— Task to carry out —
Each line of the listing below containing the word "entry" should be returned.

##############################

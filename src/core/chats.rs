//! # Chat Persistence
//!
//! Save/load chats under `~/.codeconsole/chats/`.
//!
//! One JSON file per chat (`<id>.json`) plus an index (`chats.json`) so the
//! side bar can list chats without opening every file. Writes go through a
//! `.tmp` file and `rename()`.
//!
//! Every function takes the chats directory explicitly; [`chats_dir`] gives
//! the default location.

use std::fs;
use std::io;
use std::path::{Path, PathBuf};

use log::{debug, warn};
use serde::{Deserialize, Serialize};

use crate::core::chat::Chat;

const INDEX_FILE: &str = "chats.json";
/// Id whose chat file would collide with [`INDEX_FILE`].
const INDEX_ID: &str = "chats";

/// Side bar entry for a saved chat.
#[derive(Serialize, Deserialize, Clone, Debug, PartialEq)]
pub struct ChatHeadline {
    pub id: String,
    pub title: String,
    pub last_modified: i64,
    pub group_count: usize,
}

impl ChatHeadline {
    pub fn from_chat(chat: &Chat) -> Self {
        Self {
            id: chat.id.clone(),
            title: chat.title.clone(),
            last_modified: chat.last_modified,
            group_count: chat.message_groups.len(),
        }
    }
}

/// Headlines of every saved chat, most recently modified first.
#[derive(Serialize, Deserialize, Default, Debug)]
pub struct ChatIndex {
    pub chats: Vec<ChatHeadline>,
}

/// Returns `~/.codeconsole/chats/`, creating it if needed.
pub fn chats_dir() -> io::Result<PathBuf> {
    let home = dirs::home_dir()
        .ok_or_else(|| io::Error::new(io::ErrorKind::NotFound, "no home directory"))?;
    let dir = home.join(".codeconsole").join("chats");
    fs::create_dir_all(&dir)?;
    Ok(dir)
}

/// Ids name files in the chats directory: ASCII letters, digits, `-` and
/// `_` only, and never the index's name.
pub fn is_valid_chat_id(id: &str) -> bool {
    !id.is_empty()
        && id != INDEX_ID
        && id
            .chars()
            .all(|c| c.is_ascii_alphanumeric() || c == '-' || c == '_')
}

fn chat_file(dir: &Path, id: &str) -> io::Result<PathBuf> {
    if !is_valid_chat_id(id) {
        return Err(io::Error::new(
            io::ErrorKind::InvalidInput,
            format!("invalid chat id: {id:?}"),
        ));
    }
    Ok(dir.join(format!("{id}.json")))
}

fn atomic_write_json<T: Serialize>(path: &Path, data: &T) -> io::Result<()> {
    let tmp_path = path.with_extension("tmp");
    let json = serde_json::to_string_pretty(data)
        .map_err(|e| io::Error::new(io::ErrorKind::InvalidData, e))?;
    fs::write(&tmp_path, json)?;
    fs::rename(&tmp_path, path)
}

/// Write a chat and refresh its index entry. An empty chat is never written;
/// if an earlier save of it exists, that save is deleted.
pub fn save_chat(dir: &Path, chat: &Chat) -> io::Result<()> {
    let path = chat_file(dir, &chat.id)?;
    if chat.is_empty() {
        if path.exists() {
            debug!("Chat {} emptied, removing saved copy", chat.id);
            return delete_chat(dir, &chat.id);
        }
        return Ok(());
    }
    atomic_write_json(&path, chat)?;

    let mut index = load_index(dir).unwrap_or_default();
    index.chats.retain(|c| c.id != chat.id);
    index.chats.push(ChatHeadline::from_chat(chat));
    index
        .chats
        .sort_by(|a, b| b.last_modified.cmp(&a.last_modified));
    atomic_write_json(&dir.join(INDEX_FILE), &index)?;
    debug!("Chat saved: {}", chat.id);
    Ok(())
}

pub fn load_chat(dir: &Path, id: &str) -> io::Result<Chat> {
    let json = fs::read_to_string(chat_file(dir, id)?)?;
    serde_json::from_str(&json).map_err(|e| io::Error::new(io::ErrorKind::InvalidData, e))
}

/// Delete a chat file and drop it from the index.
pub fn delete_chat(dir: &Path, id: &str) -> io::Result<()> {
    let path = chat_file(dir, id)?;
    if path.exists() {
        fs::remove_file(path)?;
    }
    let mut index = load_index(dir).unwrap_or_default();
    index.chats.retain(|c| c.id != id);
    atomic_write_json(&dir.join(INDEX_FILE), &index)
}

pub fn load_index(dir: &Path) -> io::Result<ChatIndex> {
    let path = dir.join(INDEX_FILE);
    if !path.exists() {
        return Ok(ChatIndex::default());
    }
    let json = fs::read_to_string(path)?;
    serde_json::from_str(&json).map_err(|e| io::Error::new(io::ErrorKind::InvalidData, e))
}

/// Load a saved chat, or start a fresh one with the given id.
pub fn load_or_new(dir: Option<&Path>, id: &str) -> Chat {
    let Some(dir) = dir else {
        return Chat::new(id);
    };
    match load_chat(dir, id) {
        Ok(chat) => chat,
        Err(e) if e.kind() == io::ErrorKind::NotFound => Chat::new(id),
        Err(e) => {
            warn!("Failed to load chat {}: {}", id, e);
            Chat::new(id)
        }
    }
}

##############################

— Answer to the problem —
/// Side bar entry for a saved chat.
/// Write a chat and refresh its index entry. An empty chat is never written;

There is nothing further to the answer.